Interesting. The following is taken from the news story linked in the first post:
[“As part of the law, businesses selling products to people in California must provide clear and reasonable warnings” before knowingly exposing people to any chemical on the list, unless the expected level of exposure would pose no significant cancer risk. This warning is often in the form of a label on the product or its packaging.
The law defines “no significant risk” as a level of exposure that would cause no more than 1 extra case of cancer in 100,000 people over a 70-year lifetime. So a compound can be unlabeled if a person exposed to the substance at the expected level for 70 years is estimated to have a 1 in 100,000 chance or less of getting cancer due to that exposure.
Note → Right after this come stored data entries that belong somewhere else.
// SPDX-License-Identifier: AGPL-3.0-or-later
//
// Copyright (C) 2026 Relational Network

//! Per-enrollment progress document and its derived metrics.
//!
//! ## States
//!
//! - `NotStarted`: no lesson completed
//! - `InProgress`: some but not all lessons completed
//! - `Completed`: every current lesson completed
//!
//! The state is always judged against the course's current lessons, so a
//! lesson added after completion reopens the enrollment. `completed_at` is
//! recomputed on every update and is not sticky: unchecking a lesson of a
//! completed course clears it.

use std::collections::BTreeSet;

use chrono::{DateTime, Utc};
use serde::{Deserialize, Serialize};
use utoipa::ToSchema;

/// Lesson completion state of one enrollment.
#[derive(Debug, Clone, Default, Serialize, Deserialize, ToSchema, PartialEq, Eq)]
pub struct Progress {
    /// Ids of completed lessons (no duplicates).
    #[schema(value_type = Vec<u64>)]
    pub completed_lessons: BTreeSet<u64>,
    /// Last lesson touched by a progress update.
    pub current_lesson: Option<u64>,
    /// When every lesson became completed; absent otherwise.
    pub completed_at: Option<DateTime<Utc>>,
}

/// Coarse progress state.
#[derive(Debug, Clone, Copy, Serialize, Deserialize, ToSchema, PartialEq, Eq)]
#[serde(rename_all = "snake_case")]
pub enum ProgressState {
    NotStarted,
    InProgress,
    Completed,
}

/// Metrics derived from a progress document and the course's current lessons.
#[derive(Debug, Clone, Copy, Serialize, Deserialize, ToSchema, PartialEq, Eq)]
pub struct ProgressMetrics {
    pub total_lessons: u64,
    pub completed_lessons_count: u64,
    /// `round(100 * completed / total)`; 0 for a course without lessons.
    pub progress_percentage: u32,
}

impl Progress {
    /// Apply one lesson toggle and recompute completion.
    ///
    /// `lesson_ids` must be the course's lessons at call time. Completed ids
    /// that no longer belong to the course are dropped so the set stays a
    /// subset of the current lessons.
    pub fn apply(
        &mut self,
        lesson_id: u64,
        completed: bool,
        lesson_ids: &BTreeSet<u64>,
        now: DateTime<Utc>,
    ) {
        self.completed_lessons.retain(|id| lesson_ids.contains(id));

        if completed {
            self.completed_lessons.insert(lesson_id);
        } else {
            self.completed_lessons.remove(&lesson_id);
        }

        self.current_lesson = Some(lesson_id);

        let total = lesson_ids.len() as u64;
        if self.completed_count() == total {
            self.completed_at = Some(now);
        } else {
            self.completed_at = None;
        }
    }

    pub fn completed_count(&self) -> u64 {
        self.completed_lessons.len() as u64
    }

    /// State against the course's current lessons.
    pub fn state(&self, lesson_ids: &BTreeSet<u64>) -> ProgressState {
        self.metrics(lesson_ids).state()
    }

    /// Metrics against the course's current lessons.
    ///
    /// Only completed ids that still belong to the course are counted, so a
    /// lesson deleted since the last update never pushes the percentage
    /// above 100.
    pub fn metrics(&self, lesson_ids: &BTreeSet<u64>) -> ProgressMetrics {
        let total_lessons = lesson_ids.len() as u64;
        let completed = self.completed_lessons.intersection(lesson_ids).count() as u64;
        ProgressMetrics {
            total_lessons,
            completed_lessons_count: completed,
            progress_percentage: percentage(completed, total_lessons),
        }
    }
}

impl ProgressMetrics {
    pub fn state(&self) -> ProgressState {
        if self.completed_lessons_count == 0 {
            ProgressState::NotStarted
        } else if self.completed_lessons_count == self.total_lessons {
            ProgressState::Completed
        } else {
            ProgressState::InProgress
        }
    }
}

/// Integer `round(100 * part / whole)` with halves rounded up.
fn percentage(part: u64, whole: u64) -> u32 {
    if whole == 0 {
        return 0;
    }
    let rounded = (part * 200 + whole) / (whole * 2);
    u32::try_from(rounded).unwrap_or(u32::MAX)
}

#[cfg(test)]
mod tests {
    use super::*;

    fn lessons(ids: &[u64]) -> BTreeSet<u64> {
        ids.iter().copied().collect()
    }

    #[test]
    fn new_progress_is_not_started() {
        let progress = Progress::default();
        assert_eq!(progress.state(&lessons(&[1])), ProgressState::NotStarted);
        assert!(progress.current_lesson.is_none());
        assert!(progress.completed_at.is_none());
    }

    #[test]
    fn two_lesson_course_walkthrough() {
        let ids = lessons(&[1, 2]);
        let mut progress = Progress::default();

        progress.apply(1, true, &ids, Utc::now());
        assert!(progress.completed_at.is_none());
        assert_eq!(progress.metrics(&ids).progress_percentage, 50);
        assert_eq!(progress.state(&ids), ProgressState::InProgress);

        progress.apply(2, true, &ids, Utc::now());
        assert!(progress.completed_at.is_some());
        assert_eq!(progress.metrics(&ids).progress_percentage, 100);
        assert_eq!(progress.state(&ids), ProgressState::Completed);

        progress.apply(1, false, &ids, Utc::now());
        assert!(progress.completed_at.is_none());
        assert_eq!(progress.metrics(&ids).progress_percentage, 50);
        assert_eq!(progress.current_lesson, Some(1));
    }

    #[test]
    fn toggles_are_idempotent() {
        let ids = lessons(&[1, 2, 3]);
        let mut progress = Progress::default();

        progress.apply(2, true, &ids, Utc::now());
        progress.apply(2, true, &ids, Utc::now());
        assert_eq!(progress.completed_count(), 1);

        progress.apply(3, false, &ids, Utc::now());
        progress.apply(3, false, &ids, Utc::now());
        assert_eq!(progress.completed_count(), 1);
        assert_eq!(progress.current_lesson, Some(3));
    }

    #[test]
    fn removed_lessons_are_pruned_on_update() {
        let mut progress = Progress::default();
        progress.apply(1, true, &lessons(&[1, 2, 3]), Utc::now());
        progress.apply(2, true, &lessons(&[1, 2, 3]), Utc::now());

        // Lesson 1 was deleted from the course; finishing 3 completes it.
        progress.apply(3, true, &lessons(&[2, 3]), Utc::now());
        assert_eq!(progress.completed_lessons, lessons(&[2, 3]));
        assert!(progress.completed_at.is_some());
    }

    #[test]
    fn percentage_rounds_half_up() {
        assert_eq!(percentage(1, 3), 33);
        assert_eq!(percentage(2, 3), 67);
        assert_eq!(percentage(1, 8), 13);
        assert_eq!(percentage(0, 5), 0);
        assert_eq!(percentage(5, 5), 100);
    }

    #[test]
    fn stale_completions_are_not_counted() {
        let mut progress = Progress::default();
        progress.apply(1, true, &lessons(&[1, 2]), Utc::now());
        progress.apply(2, true, &lessons(&[1, 2]), Utc::now());

        let metrics = progress.metrics(&lessons(&[2, 3, 4]));
        assert_eq!(metrics.completed_lessons_count, 1);
        assert_eq!(metrics.total_lessons, 3);
        assert_eq!(metrics.progress_percentage, 33);
        assert_eq!(metrics.state(), ProgressState::InProgress);
    }

    #[test]
    fn added_lesson_reopens_completed_progress() {
        let mut progress = Progress::default();
        progress.apply(1, true, &lessons(&[1]), Utc::now());
        assert_eq!(progress.state(&lessons(&[1])), ProgressState::Completed);

        assert_eq!(progress.state(&lessons(&[1, 2])), ProgressState::InProgress);
    }

    #[test]
    fn deleting_the_last_open_lesson_completes_progress() {
        let mut progress = Progress::default();
        progress.apply(1, true, &lessons(&[1, 2]), Utc::now());
        assert!(progress.completed_at.is_none());

        let metrics = progress.metrics(&lessons(&[1]));
        assert_eq!(metrics.progress_percentage, 100);
        assert_eq!(metrics.state(), ProgressState::Completed);
    }

    #[test]
    fn zero_lessons_does_not_divide_by_zero() {
        let metrics = Progress::default().metrics(&BTreeSet::new());
        assert_eq!(metrics.total_lessons, 0);
        assert_eq!(metrics.progress_percentage, 0);
        assert_eq!(metrics.state(), ProgressState::NotStarted);
    }
}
The law also has similar strict cutoff levels for birth defects and reproductive harm.]
So it appears that the burden lies on the manufacturer or seller to determine the risk level, which, at least in the case of the seller, they are neither educated nor equipped to do. The chance of causing cancer cited in that text is so minuscule that it seems to me other environmental factors would cause much greater threats, and the influence of a nickel-plated object would be unmeasurable and unprovable.
In such a case, the smart thing to do to avoid frivolous or opportunistic lawsuits would seem to be to label darn near everything.
An allergic reaction to nickel is quite different from a cause of cancer (as far as I know), but there may even be some charlatan who is ready to argue that A can lead to B.
This appears to me to be one of those well-meaning laws that will require a number of cases to move through court in order to establish enough case law that those making and selling a variety of products have some level of guidance about where the need for labeling exists and where it does not. I don't view it as "them damn environmentalists agin," although if the article is accurate, I think the law is poorly and vaguely written in terms of the evidence of harm required.